Approvato un emendamento che obbligherà i vari produttori di gadget tecnologici ad informare le autorità sull'esatta provenienza dei minerali utilizzati. Che non dovranno venire dalle sanguinose miniere congolesi

Roma – Un emendamento al Financial Reform Bill , recentemente approvato dalle autorità statunitensi per obbligare i principali produttori di gadget tecnologici a svelare i loro sporchi segreti . Segreti inconfessabili, relativi a quelli che già erano stati definiti conflict minerals .

Minerali rari o preziosi come il tantalio , utilizzato nella produzione di alcuni tipi di condensatori. O come lo stagno, sfruttato per la saldatura dei vari componenti elettronici che formano l’ossatura high-tech di computer e smartphone. Aziende del calibro di Apple e RIM dovranno in sostanza informare, con cadenza annuale, sulla esatta provenienza del materiale impiegato.

Nello specifico , i vari produttori dovranno assicurare alla Securities and Exchange Commission statunitense che questi minerali non provengano dalle miniere africane del Congo , dove numerose bande armate sfruttano il lavoro della popolazione per garantirsi una fondamentale fonte di guadagno.

E, negli obiettivi del governo statunitense , c’è proprio quello di soffocare questa stessa fonte di guadagno, assicurandosi che le varie aziende tecnologiche non utilizzino i cosiddetti conflict minerals per la produzione di smartphone e compagnia. Una legge che – almeno secondo il vicepresidente di HP renderà inoltre più trasparenti le stesse attività di produzione .
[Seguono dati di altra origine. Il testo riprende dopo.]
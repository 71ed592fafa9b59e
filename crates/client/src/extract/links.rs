//! Channel harvesting from the station index page.

use rozklad_core::Channel;
use scraper::{Html, Selector};
use std::collections::HashSet;

use super::element_text;

/// Extract the channels listed on the station index.
///
/// Every `#stations-index > a` with an href and a non-empty label becomes a
/// `Channel`, in document order. Repeated hrefs are kept once.
pub fn extract_channels(html: &str) -> Vec<Channel> {
    let document = Html::parse_document(html);
    let selector = Selector::parse("#stations-index > a").expect("invalid selector");

    let mut seen = HashSet::new();
    let mut channels = Vec::new();

    for element in document.select(&selector) {
        let href = match element.value().attr("href") {
            Some(h) if !h.trim().is_empty() => h.trim().to_string(),
            _ => continue,
        };

        let name = element_text(element);
        if name.is_empty() {
            tracing::debug!("skipping unnamed station link {}", href);
            continue;
        }

        if !seen.insert(href.clone()) {
            continue;
        }

        channels.push(Channel { name, url: href });
    }

    channels
}

#[cfg(test)]
mod tests {
    use super::*;

    #[test]
    fn test_extract_channels_basic() {
        let html = r#"
            <html>
                <body>
                    <div id="stations-index">
                        <a href="/program-tv/stacje/TVP-1">TVP 1</a>
                        <a href="/program-tv/stacje/Polsat">Polsat</a>
                    </div>
                </body>
            </html>
        "#;

        let channels = extract_channels(html);

        assert_eq!(
            channels,
            vec![Channel::new("TVP 1", "/program-tv/stacje/TVP-1"), Channel::new("Polsat", "/program-tv/stacje/Polsat")]
        );
    }

    #[test]
    fn test_extract_channels_only_direct_children() {
        let html = r#"
            <div id="stations-index">
                <a href="/program-tv/stacje/TVN">TVN</a>
                <p><a href="/o-nas">O nas</a></p>
            </div>
            <a href="/program-tv/stacje/Outside">Outside</a>
        "#;

        let channels = extract_channels(html);
        assert_eq!(channels.len(), 1);
        assert_eq!(channels[0].name, "TVN");
    }

    #[test]
    fn test_extract_channels_skips_missing_href_and_empty_name() {
        let html = r#"
            <div id="stations-index">
                <a>Bez linku</a>
                <a href="/program-tv/stacje/Pusty">   </a>
                <a href="/program-tv/stacje/TV-Puls">TV Puls</a>
            </div>
        "#;

        let channels = extract_channels(html);
        assert_eq!(channels.len(), 1);
        assert_eq!(channels[0].url, "/program-tv/stacje/TV-Puls");
    }

    #[test]
    fn test_extract_channels_duplicate() {
        let html = r#"
            <div id="stations-index">
                <a href="/program-tv/stacje/TVP-2">TVP 2</a>
                <a href="/program-tv/stacje/TVP-2">Dwójka</a>
            </div>
        "#;

        let channels = extract_channels(html);
        assert_eq!(channels.len(), 1);
        assert_eq!(channels[0].name, "TVP 2");
    }

    #[test]
    fn test_extract_channels_multiline_text() {
        let html = r#"
            <div id="stations-index">
                <a href="/program-tv/stacje/Canal-Plus">
                    Canal+
                    Premium
                </a>
            </div>
        "#;

        let channels = extract_channels(html);
        assert_eq!(channels[0].name, "Canal+ Premium");
    }

    #[test]
    fn test_extract_channels_no_index() {
        let channels = extract_channels("<html><body><p>Przerwa techniczna</p></body></html>");
        assert!(channels.is_empty());
    }
}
Ma l’obiettivo numero uno del governo di Washington rimane sempre quello di indebolire i guerriglieri congolesi, nel tentativo di porre fine ad una delle più longeve e sanguinose guerre civili sul pianeta. C’è tuttavia chi ha sottolineato come il sostentamento di circa 1 milione di persone in Congo dipenda attualmente proprio dall’estrazione di minerali.